What you need to do:
Determine how many lines in the entries below contain "extend", and output that number alone.

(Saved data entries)
******

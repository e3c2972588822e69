//! Demo data for the web demo
//!
//! Static fixture members for rendering the UI without a homeserver.

use dioxus::prelude::*;
use natter_ui::{GroupMember, RoomMember};

pub const AVATAR_MIRA: Asset = asset!("/assets/avatar-mira.svg");

/// Members of the demo room, first one with a profile image
pub fn room_members() -> Vec<RoomMember> {
    vec![
        RoomMember {
            user_id: "@mira:natter.chat".to_string(),
            name: "Mira Vance".to_string(),
            avatar_url: Some(AVATAR_MIRA.to_string()),
        },
        RoomMember {
            user_id: "@sol:natter.chat".to_string(),
            name: "Sol Arden".to_string(),
            avatar_url: None,
        },
        RoomMember {
            user_id: "@petra:natter.chat".to_string(),
            name: "Petra Holt".to_string(),
            avatar_url: None,
        },
        RoomMember {
            user_id: "@theo:natter.chat".to_string(),
            name: "Theo Brandt".to_string(),
            avatar_url: None,
        },
        RoomMember {
            user_id: "@nyx:natter.chat".to_string(),
            name: "nyx".to_string(),
            avatar_url: None,
        },
    ]
}

/// Members of the demo community; group membership has no profile data
pub fn group_members() -> Vec<GroupMember> {
    vec![
        GroupMember {
            user_id: "@rex:natter.chat".to_string(),
        },
        GroupMember {
            user_id: "@vera:natter.chat".to_string(),
        },
        GroupMember {
            user_id: "@juno:natter.chat".to_string(),
        },
    ]
}
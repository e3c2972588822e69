//! Error display component

use crate::components::icons::XIcon;
use dioxus::prelude::*;

/// Generic error banner with an optional dismiss button
#[component]
pub fn ErrorBanner(message: String, #[props(default)] on_dismiss: Option<EventHandler<()>>) -> Element {
    rsx! {
        div { class: "bg-red-900 border border-red-700 text-red-100 px-4 py-3 rounded mb-4 flex items-center justify-between gap-4",
            p { "{message}" }
            if let Some(dismiss) = on_dismiss {
                button {
                    class: "text-red-300 hover:text-white transition-colors",
                    aria_label: "Dismiss",
                    onclick: move |_| dismiss.call(()),
                    XIcon {}
                }
            }
        }
    }
}
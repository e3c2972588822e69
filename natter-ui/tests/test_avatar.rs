use dioxus::prelude::*;
use natter_ui::{InitialAvatar, MemberAvatar};

fn render(app: fn() -> Element) -> String {
    let mut dom = VirtualDom::new(app);
    dom.rebuild_in_place();
    dioxus_ssr::render(&dom)
}

#[test]
fn test_member_avatar_renders_image_when_url_present() {
    fn app() -> Element {
        rsx! {
            MemberAvatar {
                name: "Mira Vance".to_string(),
                avatar_url: Some("/assets/avatar-mira.svg".to_string()),
            }
        }
    }

    let html = render(app);
    assert!(html.contains("<img"));
    assert!(html.contains("src=\"/assets/avatar-mira.svg\""));
    assert!(html.contains("alt=\"Avatar for Mira Vance\""));
}

#[test]
fn test_member_avatar_falls_back_to_initial() {
    fn app() -> Element {
        rsx! {
            MemberAvatar { name: "Mira Vance".to_string() }
        }
    }

    let html = render(app);
    assert!(!html.contains("<img"));
    assert!(html.contains(">M<"));
}

#[test]
fn test_initial_is_uppercased() {
    fn app() -> Element {
        rsx! {
            InitialAvatar { name: "sol".to_string() }
        }
    }

    assert!(render(app).contains(">S<"));
}

#[test]
fn test_initial_skips_user_id_sigil() {
    fn app() -> Element {
        rsx! {
            InitialAvatar { name: "@rex:natter.chat".to_string() }
        }
    }

    assert!(render(app).contains(">R<"));
}

#[test]
fn test_empty_name_shows_placeholder() {
    fn app() -> Element {
        rsx! {
            InitialAvatar { name: String::new() }
        }
    }

    assert!(render(app).contains(">?<"));
}

#[test]
fn test_size_prop_sets_pixel_dimensions() {
    fn app() -> Element {
        rsx! {
            InitialAvatar { name: "Mira".to_string(), size: 96 }
        }
    }

    let html = render(app);
    assert!(html.contains("width: 96px"));
    assert!(html.contains("height: 96px"));
}
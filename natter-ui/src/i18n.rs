//! Localized UI strings
//!
//! Strings are addressed by `UiText` variants instead of free-form keys so a
//! missing translation is a compile error, not a runtime fallback. The active
//! language is provided by the app as a `Signal<Lang>` context; components
//! read it through [`use_lang`].

use dioxus::prelude::*;

/// Supported display languages
#[derive(Clone, Copy, Debug, Default, PartialEq, Eq)]
pub enum Lang {
    #[default]
    En,
    De,
}

impl Lang {
    pub const ALL: [Lang; 2] = [Lang::En, Lang::De];

    /// BCP 47 language code, used for persistence and the `lang` attribute
    pub fn code(&self) -> &'static str {
        match self {
            Lang::En => "en",
            Lang::De => "de",
        }
    }

    pub fn from_code(code: &str) -> Option<Lang> {
        match code {
            "en" => Some(Lang::En),
            "de" => Some(Lang::De),
            _ => None,
        }
    }

    pub fn display_name(&self) -> &'static str {
        match self {
            Lang::En => "English",
            Lang::De => "Deutsch",
        }
    }

    pub fn text(&self, text: UiText) -> &'static str {
        match self {
            Lang::En => text.en(),
            Lang::De => text.de(),
        }
    }
}

/// Every user-visible string in this crate
#[derive(Clone, Copy, Debug, PartialEq, Eq)]
pub enum UiText {
    Reason,
    Cancel,
    CloseDialog,
    Kick,
    Ban,
    Unban,
    RemoveFromGroup,
    KickTitle,
    BanTitle,
    UnbanTitle,
    RemoveFromGroupTitle,
}

impl UiText {
    pub const ALL: [UiText; 11] = [
        UiText::Reason,
        UiText::Cancel,
        UiText::CloseDialog,
        UiText::Kick,
        UiText::Ban,
        UiText::Unban,
        UiText::RemoveFromGroup,
        UiText::KickTitle,
        UiText::BanTitle,
        UiText::UnbanTitle,
        UiText::RemoveFromGroupTitle,
    ];

    fn en(&self) -> &'static str {
        match self {
            UiText::Reason => "Reason",
            UiText::Cancel => "Cancel",
            UiText::CloseDialog => "Close dialog",
            UiText::Kick => "Kick",
            UiText::Ban => "Ban",
            UiText::Unban => "Unban",
            UiText::RemoveFromGroup => "Remove from community",
            UiText::KickTitle => "Kick this user?",
            UiText::BanTitle => "Ban this user?",
            UiText::UnbanTitle => "Unban this user?",
            UiText::RemoveFromGroupTitle => "Remove this user from the community?",
        }
    }

    fn de(&self) -> &'static str {
        match self {
            UiText::Reason => "Grund",
            UiText::Cancel => "Abbrechen",
            UiText::CloseDialog => "Dialog schließen",
            UiText::Kick => "Kicken",
            UiText::Ban => "Verbannen",
            UiText::Unban => "Verbannung aufheben",
            UiText::RemoveFromGroup => "Aus der Community entfernen",
            UiText::KickTitle => "Diesen Benutzer kicken?",
            UiText::BanTitle => "Diesen Benutzer verbannen?",
            UiText::UnbanTitle => "Verbannung dieses Benutzers aufheben?",
            UiText::RemoveFromGroupTitle => "Diesen Benutzer aus der Community entfernen?",
        }
    }
}

/// Current language from context, `En` when the app provides none
pub fn use_lang() -> Lang {
    try_consume_context::<Signal<Lang>>()
        .map(|lang| lang())
        .unwrap_or_default()
}

#[cfg(test)]
mod tests {
    use super::*;

    #[test]
    fn every_string_is_translated() {
        for lang in Lang::ALL {
            for text in UiText::ALL {
                assert!(
                    !lang.text(text).is_empty(),
                    "empty string for {:?} in {:?}",
                    text,
                    lang
                );
            }
        }
    }

    #[test]
    fn codes_round_trip() {
        for lang in Lang::ALL {
            assert_eq!(Lang::from_code(lang.code()), Some(lang));
        }
        assert_eq!(Lang::from_code("fr"), None);
    }

    #[test]
    fn default_language_is_english() {
        assert_eq!(Lang::default(), Lang::En);
        assert_eq!(Lang::default().text(UiText::Cancel), "Cancel");
    }
}
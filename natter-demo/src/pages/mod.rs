//! Demo app pages

mod layout;
mod mock_index;

pub use layout::DemoLayout;
pub use mock_index::{MockConfirmDialog, MockIndex, Roster};
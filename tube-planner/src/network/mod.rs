//! The rail network as an undirected multigraph.
//!
//! Stations are nodes and each line's link between two adjacent stations
//! is its own edge, so a pair served by two lines has two parallel edges
//! with their own line and distance.

mod error;
mod graph;

pub use error::DataIntegrityError;
pub use graph::{Incident, Network, NetworkBuilder, Segment};
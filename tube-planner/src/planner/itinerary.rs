//! Collapse a route into rides.

use crate::domain::{Itinerary, PathStep, RideSegment};

/// Build the itinerary for a route.
///
/// Consecutive hops on the same line become one `RideSegment`; a new ride
/// starts wherever the arrival line changes. A route of zero or one step
/// (source equals target) gives an empty itinerary.
///
/// Steps after the first are expected to carry a line; any that don't are
/// skipped.
///
/// # Examples
///
/// ```
/// use tube_planner::domain::{LineId, PathStep, StationId};
/// use tube_planner::planner::build_itinerary;
///
/// let steps = [
///     PathStep::origin(StationId(1)),
///     PathStep::arrive(StationId(2), LineId(1), 1.0),
///     PathStep::arrive(StationId(3), LineId(1), 2.0),
///     PathStep::arrive(StationId(4), LineId(2), 8.0),
/// ];
///
/// let itinerary = build_itinerary(&steps);
/// assert_eq!(itinerary.len(), 2);
/// assert_eq!(itinerary.rides()[0].towards, StationId(2));
/// assert_eq!(itinerary.rides()[0].alight, StationId(3));
/// assert_eq!(itinerary.rides()[0].stops, 2);
/// assert_eq!(itinerary.rides()[1].board, StationId(3));
/// ```
pub fn build_itinerary(steps: &[PathStep]) -> Itinerary {
    let mut rides: Vec<RideSegment> = Vec::new();
    let mut open: Option<RideSegment> = None;

    for pair in steps.windows(2) {
        let (prev, step) = (&pair[0], &pair[1]);
        let Some(line) = step.line else {
            continue;
        };

        if let Some(ride) = open.as_mut().filter(|r| r.line == line) {
            ride.stops += 1;
            ride.alight = step.station;
            continue;
        }

        rides.extend(open.take());
        open = Some(RideSegment {
            board: prev.station,
            line,
            towards: step.station,
            alight: step.station,
            stops: 1,
        });
    }

    rides.extend(open);
    Itinerary::from_rides(rides)
}

#[cfg(test)]
mod tests {
    use super::*;
    use crate::domain::{LineId, StationId, Transfer};

    /// Steps from (station, line) pairs; the first pair's line is ignored.
    fn steps(path: &[(u32, u32)]) -> Vec<PathStep> {
        path.iter()
            .enumerate()
            .map(|(i, &(station, line))| {
                if i == 0 {
                    PathStep::origin(StationId(station))
                } else {
                    PathStep::arrive(StationId(station), LineId(line), i as f64)
                }
            })
            .collect()
    }

    #[test]
    fn empty_and_trivial_routes() {
        assert!(build_itinerary(&[]).is_empty());
        assert!(build_itinerary(&steps(&[(1, 0)])).is_empty());
    }

    #[test]
    fn single_hop() {
        let it = build_itinerary(&steps(&[(1, 0), (2, 7)]));
        assert_eq!(
            it.rides(),
            &[RideSegment {
                board: StationId(1),
                line: LineId(7),
                towards: StationId(2),
                alight: StationId(2),
                stops: 1,
            }]
        );
        assert!(it.rides()[0].is_single_stop());
    }

    #[test]
    fn one_line_collapses_to_one_ride() {
        let it = build_itinerary(&steps(&[(1, 0), (2, 1), (3, 1), (4, 1)]));
        assert_eq!(it.len(), 1);
        let ride = it.rides()[0];
        assert_eq!(ride.board, StationId(1));
        assert_eq!(ride.towards, StationId(2));
        assert_eq!(ride.alight, StationId(4));
        assert_eq!(ride.stops, 3);
        assert_eq!(it.transfers().count(), 0);
    }

    #[test]
    fn one_change_gives_two_rides_and_one_transfer() {
        let it = build_itinerary(&steps(&[(1, 0), (2, 1), (3, 1), (4, 2), (5, 2)]));

        assert_eq!(it.len(), 2);
        assert_eq!(
            it.rides()[1],
            RideSegment {
                board: StationId(3),
                line: LineId(2),
                towards: StationId(4),
                alight: StationId(5),
                stops: 2,
            }
        );

        let transfers: Vec<_> = it.transfers().collect();
        assert_eq!(
            transfers,
            vec![Transfer {
                at: StationId(3),
                from: LineId(1),
                to: LineId(2),
            }]
        );
    }

    #[test]
    fn returning_to_a_line_opens_a_new_ride() {
        let it = build_itinerary(&steps(&[(1, 0), (2, 1), (3, 2), (4, 1)]));
        let lines: Vec<_> = it.rides().iter().map(|r| r.line).collect();
        assert_eq!(lines, vec![LineId(1), LineId(2), LineId(1)]);
        assert_eq!(it.change_count(), 2);
        assert!(it.rides().iter().all(|r| r.stops == 1));
    }

    #[test]
    fn stop_counts_cover_every_hop() {
        let path = steps(&[(1, 0), (2, 3), (3, 3), (4, 1), (5, 2), (6, 2), (7, 2)]);
        let it = build_itinerary(&path);
        assert_eq!(it.total_stops(), path.len() - 1);
        assert_eq!(
            it.rides().iter().map(|r| r.stops).collect::<Vec<_>>(),
            vec![2, 1, 3]
        );
    }

    #[test]
    fn rides_connect() {
        let it = build_itinerary(&steps(&[(1, 0), (2, 3), (3, 4), (4, 4), (5, 3)]));
        for pair in it.rides().windows(2) {
            assert_eq!(pair[0].alight, pair[1].board);
        }
        assert_eq!(it.origin(), Some(StationId(1)));
        assert_eq!(it.destination(), Some(StationId(5)));
    }
}
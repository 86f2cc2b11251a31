//! Station name lookup.

use std::cmp::Reverse;

use crate::domain::StationId;
use crate::network::Network;

use super::error::ResolveError;

/// How many spelling suggestions a miss returns.
const MAX_SUGGESTIONS: usize = 5;

/// A station id with its canonical name.
#[derive(Debug, Clone, PartialEq, Eq)]
pub struct StationMatch {
    pub id: StationId,
    pub name: String,
}

#[derive(Debug, Clone)]
struct Entry {
    id: StationId,
    name: String,
    normalized: String,
}

impl Entry {
    fn to_match(&self) -> StationMatch {
        StationMatch {
            id: self.id,
            name: self.name.clone(),
        }
    }
}

/// Name → station lookup over a network.
///
/// Built once from the network and read-only afterwards.
#[derive(Debug, Clone)]
pub struct StationIndex {
    /// Sorted by name, then id.
    entries: Vec<Entry>,
}

impl StationIndex {
    /// Index every station in the network.
    pub fn new(network: &Network) -> Self {
        let mut entries: Vec<Entry> = network
            .stations()
            .iter()
            .map(|s| Entry {
                id: s.id,
                name: s.name.clone(),
                normalized: normalize(&s.name),
            })
            .collect();
        entries.sort_by(|a, b| a.name.cmp(&b.name).then(a.id.cmp(&b.id)));
        Self { entries }
    }

    /// Returns the number of indexed stations.
    pub fn len(&self) -> usize {
        self.entries.len()
    }

    /// Returns true if no stations are indexed.
    pub fn is_empty(&self) -> bool {
        self.entries.is_empty()
    }

    /// Resolve a user-supplied name to one station.
    ///
    /// Tries, in order, and stops at the first tier with any match:
    /// 1. exact name
    /// 2. name ignoring case, punctuation and `&`/`and`
    /// 3. normalised substring
    ///
    /// One match resolves; several give `Ambiguous`. No match gives
    /// `NotFound` with the closest names by edit distance.
    pub fn resolve(&self, query: &str) -> Result<StationId, ResolveError> {
        let trimmed = query.trim();
        let wanted = normalize(trimmed);
        if wanted.is_empty() {
            return Err(ResolveError::NotFound {
                query: query.to_string(),
                suggestions: Vec::new(),
            });
        }

        let tiers: [&dyn Fn(&Entry) -> bool; 3] = [
            &|e| e.name == trimmed,
            &|e| e.normalized == wanted,
            &|e| e.normalized.contains(&wanted),
        ];

        for matches_tier in tiers {
            let found: Vec<&Entry> = self.entries.iter().filter(|e| matches_tier(*e)).collect();
            match found.as_slice() {
                [] => continue,
                [only] => return Ok(only.id),
                many => {
                    return Err(ResolveError::Ambiguous {
                        query: query.to_string(),
                        candidates: many.iter().map(|e| e.to_match()).collect(),
                    });
                }
            }
        }

        Err(ResolveError::NotFound {
            query: query.to_string(),
            suggestions: self.suggest(&wanted),
        })
    }

    /// Stations whose names contain `query`, best first.
    ///
    /// Exact matches rank first, then prefix matches, then the rest, each
    /// group alphabetical. An empty query lists stations alphabetically.
    pub fn search(&self, query: &str, limit: usize) -> Vec<StationMatch> {
        let wanted = normalize(query);

        let mut found: Vec<(u8, &Entry)> = self
            .entries
            .iter()
            .filter_map(|e| {
                let rank = if wanted.is_empty() {
                    2
                } else if e.normalized == wanted {
                    0
                } else if e.normalized.starts_with(&wanted) {
                    1
                } else if e.normalized.contains(&wanted) {
                    2
                } else {
                    return None;
                };
                Some((rank, e))
            })
            .collect();
        // Stable, so ties keep the name order of `entries`
        found.sort_by_key(|&(rank, _)| rank);

        found
            .into_iter()
            .take(limit)
            .map(|(_, e)| e.to_match())
            .collect()
    }

    /// Closest names by edit distance.
    fn suggest(&self, wanted: &str) -> Vec<StationMatch> {
        let mut scored: Vec<(usize, &Entry)> = self
            .entries
            .iter()
            .map(|e| (edit_distance(wanted, &e.normalized), e))
            .collect();
        scored.sort_by_key(|&(distance, e)| (distance, Reverse(shared_prefix(wanted, &e.normalized))));

        scored
            .into_iter()
            .take(MAX_SUGGESTIONS)
            .map(|(_, e)| e.to_match())
            .collect()
    }
}

/// Canonical form of a station name for matching.
///
/// Lower-case, `&` spelled `and`, punctuation dropped, whitespace collapsed.
///
/// ```
/// use tube_planner::stations::normalize;
///
/// assert_eq!(normalize("King's Cross St. Pancras"), "kings cross st pancras");
/// assert_eq!(normalize("Elephant & Castle"), "elephant and castle");
/// assert_eq!(normalize("  Edgware Road (B) "), "edgware road b");
/// ```
pub fn normalize(name: &str) -> String {
    let mut spelled = String::with_capacity(name.len());
    for c in name.chars() {
        match c {
            '&' => spelled.push_str(" and "),
            '-' | '/' => spelled.push(' '),
            c if c.is_alphanumeric() || c.is_whitespace() => spelled.extend(c.to_lowercase()),
            _ => {}
        }
    }
    spelled.split_whitespace().collect::<Vec<_>>().join(" ")
}

/// Levenshtein distance over chars.
fn edit_distance(a: &str, b: &str) -> usize {
    let b: Vec<char> = b.chars().collect();
    let mut prev: Vec<usize> = (0..=b.len()).collect();
    let mut curr = vec![0; b.len() + 1];

    for (i, ca) in a.chars().enumerate() {
        curr[0] = i + 1;
        for (j, &cb) in b.iter().enumerate() {
            let substitute = prev[j] + usize::from(ca != cb);
            curr[j + 1] = substitute.min(prev[j + 1] + 1).min(curr[j] + 1);
        }
        std::mem::swap(&mut prev, &mut curr);
    }

    prev[b.len()]
}

fn shared_prefix(a: &str, b: &str) -> usize {
    a.chars().zip(b.chars()).take_while(|(x, y)| x == y).count()
}

#[cfg(test)]
mod tests {
    use super::*;
    use crate::domain::{Colour, GeoPoint, Line, LineId, Station};
    use crate::network::NetworkBuilder;

    fn index() -> StationIndex {
        let names = [
            (1, "Baker Street"),
            (2, "Bank"),
            (3, "Barking"),
            (4, "Edgware Road (B)"),
            (5, "Edgware Road (C)"),
            (6, "Elephant & Castle"),
            (7, "King's Cross St. Pancras"),
            (8, "Paddington"),
            (9, "Edgware"),
        ];
        let mut builder = NetworkBuilder::new().add_line(Line::new(LineId(1), "One", Colour::from_rgb(0, 0, 0)));
        for (id, name) in names {
            builder = builder.add_station(Station::new(StationId(id), name, GeoPoint::new(51.5, -0.1)));
        }
        StationIndex::new(&builder.build().unwrap())
    }

    #[test]
    fn exact_name() {
        assert_eq!(index().resolve("Baker Street"), Ok(StationId(1)));
        assert_eq!(index().resolve("  Paddington "), Ok(StationId(8)));
    }

    #[test]
    fn exact_beats_substring() {
        // "Edgware" is also a substring of both Edgware Road stations
        assert_eq!(index().resolve("Edgware"), Ok(StationId(9)));
    }

    #[test]
    fn case_and_punctuation_insensitive() {
        assert_eq!(index().resolve("baker street"), Ok(StationId(1)));
        assert_eq!(index().resolve("kings cross st pancras"), Ok(StationId(7)));
        assert_eq!(index().resolve("Elephant and Castle"), Ok(StationId(6)));
        assert_eq!(index().resolve("edgware road (c)"), Ok(StationId(5)));
    }

    #[test]
    fn unique_substring() {
        assert_eq!(index().resolve("pancras"), Ok(StationId(7)));
        assert_eq!(index().resolve("elephant"), Ok(StationId(6)));
    }

    #[test]
    fn ambiguous_substring() {
        match index().resolve("edgware road") {
            Err(ResolveError::Ambiguous { candidates, .. }) => {
                let ids: Vec<_> = candidates.iter().map(|c| c.id).collect();
                assert_eq!(ids, vec![StationId(4), StationId(5)]);
            }
            other => panic!("expected ambiguous, got {other:?}"),
        }
    }

    #[test]
    fn not_found_suggests_close_names() {
        match index().resolve("Bakr Stret") {
            Err(ResolveError::NotFound { suggestions, query }) => {
                assert_eq!(query, "Bakr Stret");
                assert_eq!(suggestions[0].name, "Baker Street");
                assert!(suggestions.len() <= MAX_SUGGESTIONS);
            }
            other => panic!("expected not found, got {other:?}"),
        }
    }

    #[test]
    fn empty_query_not_found() {
        assert!(matches!(
            index().resolve("   "),
            Err(ResolveError::NotFound { suggestions, .. }) if suggestions.is_empty()
        ));
        assert!(matches!(
            index().resolve("?!"),
            Err(ResolveError::NotFound { suggestions, .. }) if suggestions.is_empty()
        ));
    }

    #[test]
    fn search_ranks_exact_then_prefix_then_substring() {
        let names: Vec<_> = index()
            .search("ba", 10)
            .into_iter()
            .map(|m| m.name)
            .collect();
        assert_eq!(names, vec!["Baker Street", "Bank", "Barking"]);

        let names: Vec<_> = index()
            .search("edgware", 10)
            .into_iter()
            .map(|m| m.name)
            .collect();
        assert_eq!(names, vec!["Edgware", "Edgware Road (B)", "Edgware Road (C)"]);
    }

    #[test]
    fn search_limit_and_empty_query() {
        assert_eq!(index().search("", 3).len(), 3);
        assert_eq!(index().search("", 3)[0].name, "Baker Street");
        assert!(index().search("zzz", 10).is_empty());
        assert!(index().search("a", 0).is_empty());
    }

    #[test]
    fn normalize_examples() {
        assert_eq!(normalize("Harrow-on-the-Hill"), "harrow on the hill");
        assert_eq!(normalize("Heathrow Terminals 1, 2 & 3"), "heathrow terminals 1 2 and 3");
        assert_eq!(normalize(""), "");
    }

    #[test]
    fn edit_distance_basics() {
        assert_eq!(edit_distance("", ""), 0);
        assert_eq!(edit_distance("abc", ""), 3);
        assert_eq!(edit_distance("", "abc"), 3);
        assert_eq!(edit_distance("kitten", "sitting"), 3);
        assert_eq!(edit_distance("bank", "bank"), 0);
    }
}
//! Geographic coordinates.

/// Mean Earth radius in kilometres.
pub const EARTH_RADIUS_KM: f64 = 6371.0;

/// A point given by latitude and longitude in decimal degrees.
///
/// Negative latitude is south, negative longitude is west.
#[derive(Debug, Clone, Copy, PartialEq)]
pub struct GeoPoint {
    pub lat: f64,
    pub lon: f64,
}

impl GeoPoint {
    /// Create a point from latitude and longitude.
    pub const fn new(lat: f64, lon: f64) -> Self {
        Self { lat, lon }
    }

    /// Distance to another point in kilometres.
    ///
    /// Uses the equirectangular approximation, which is close enough to
    /// the haversine distance at the spacing of adjacent stations.
    pub fn distance_km(&self, other: &GeoPoint) -> f64 {
        let mean_lat = (0.5 * (self.lat + other.lat)).to_radians();
        let x = (other.lon - self.lon).to_radians() * mean_lat.cos();
        let y = (other.lat - self.lat).to_radians();
        EARTH_RADIUS_KM * (x * x + y * y).sqrt()
    }
}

******

Answer below:
3